WHAT THE EXERCISE ASKS. From the top of the records below, return each line exactly, ending with the line that contains "rewrite every normalisation".

THE DATA.
»»

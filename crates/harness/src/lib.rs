//! # drivetrain-harness — The Training Adapter
//!
//! Binds a training driver to a model's data-parallel and mixed-precision
//! machinery. One ownership pipeline per run:
//!
//! * **[`convert_model`]** — rewrite every normalisation layer from config,
//!   restoring learned parameters by strict name matching.
//! * **[`create_optimizer`]** — grouped AdamW: norm parameters and biases in
//!   the zero-decay group, everything else decaying.
//! * **[`model_to_fp16`]** — f16 compute copies over fp32 masters, with
//!   dynamic loss scaling ([`LossScaler`]).
//! * **[`model_to_ddp`]** — wrap for synchronous gradient averaging over an
//!   initialized [`ProcessGroup`], or pass through untouched without one.
//! * **[`backward`]** — the per-iteration step executor: backward, then
//!   update + clear iff the step index divides the accumulation count.
//!
//! All collective communication is delegated to the [`comm::Collective`]
//! backend; nothing in this crate opens a socket or spawns a worker.

pub mod adapter;
pub mod comm;
pub mod ddp;
pub mod fp16;
pub mod optim;

pub use adapter::{
    backward, convert_model, create_optimizer, model_to_ddp, model_to_fp16, setup, TrainModel,
    TrainOptimizer,
};
pub use comm::{Collective, ProcessGroup};
pub use ddp::DdpModel;
pub use fp16::{Fp16Model, Fp16Optimizer, LossScaler};
pub use optim::{AdamW, ParamGroup};
//! Data pipeline: byte-level text loading and batching.
//!
//! The harness trains on raw bytes (vocabulary 256), so no tokeniser file is
//! needed. Batches are `(batch_size, seq_len)` token IDs; labels for
//! next-token prediction are the inputs shifted by one position.
//!
//! * **[`TextDataset`]** — load a text file into memory; call
//!   [`TextDataset::batches`].
//! * **[`batch_to_tensors`]** — raw batch → Candle tensors.

use std::path::Path;

use anyhow::{bail, Context, Result as AnyhowResult};
use candle_core::{DType, Device, Result, Tensor};

// ── TextDataset ─────────────────────────────────────────────────────────────

/// In-memory dataset over a byte stream, sliced into fixed-length sequences.
pub struct TextDataset {
    token_ids: Vec<u32>,
    seq_len: usize,
}

impl TextDataset {
    /// Read a file and treat each byte as one token.
    pub fn from_file(path: &Path, seq_len: usize) -> AnyhowResult<Self> {
        let bytes =
            std::fs::read(path).with_context(|| format!("read dataset {}", path.display()))?;
        let token_ids = bytes.into_iter().map(u32::from).collect();
        Self::from_tokens(token_ids, seq_len)
    }

    /// Wrap an already-tokenised stream.
    pub fn from_tokens(token_ids: Vec<u32>, seq_len: usize) -> AnyhowResult<Self> {
        if seq_len == 0 {
            bail!("seq_len must be >= 1");
        }
        // One extra token is needed for the shifted labels.
        if token_ids.len() < seq_len + 1 {
            bail!(
                "dataset too small: {} tokens for seq_len {}",
                token_ids.len(),
                seq_len
            );
        }
        Ok(Self { token_ids, seq_len })
    }

    /// Number of non-overlapping sequences available.
    pub fn num_sequences(&self) -> usize {
        (self.token_ids.len() - 1) / self.seq_len
    }

    pub fn seq_len(&self) -> usize {
        self.seq_len
    }

    /// Iterate `(input_ids, labels)` batches, each flat `batch_size × seq_len`.
    /// A trailing partial batch is dropped.
    pub fn batches(&self, batch_size: usize) -> impl Iterator<Item = (Vec<u32>, Vec<u32>)> + '_ {
        let seq_len = self.seq_len;
        let per_batch = batch_size * seq_len;
        let num_batches = if per_batch == 0 {
            0
        } else {
            (self.token_ids.len().saturating_sub(1)) / per_batch
        };
        (0..num_batches).map(move |b| {
            let start = b * per_batch;
            let inputs = self.token_ids[start..start + per_batch].to_vec();
            let labels = self.token_ids[start + 1..start + per_batch + 1].to_vec();
            (inputs, labels)
        })
    }
}

/// Convert one flat batch into `(input_ids, labels)` tensors of shape
/// `(batch_size, seq_len)`.
pub fn batch_to_tensors(
    input_ids: &[u32],
    labels: &[u32],
    batch_size: usize,
    seq_len: usize,
    device: &Device,
) -> Result<(Tensor, Tensor)> {
    let inputs = Tensor::from_slice(input_ids, (batch_size, seq_len), device)?;
    let labels = Tensor::from_slice(labels, (batch_size, seq_len), device)?.to_dtype(DType::U32)?;
    Ok((inputs, labels))
}

// ── Tests ───────────────────────────────────────────────────────────────────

««

FINAL ANSWER.
filename crates/harness/src/lib.rs
//! # drivetrain-harness — The Training Adapter
//!
//! Binds a training driver to a model's data-parallel and mixed-precision
//! machinery. One ownership pipeline per run:
//!
//! * **[`convert_model`]** — rewrite every normalisation layer from config,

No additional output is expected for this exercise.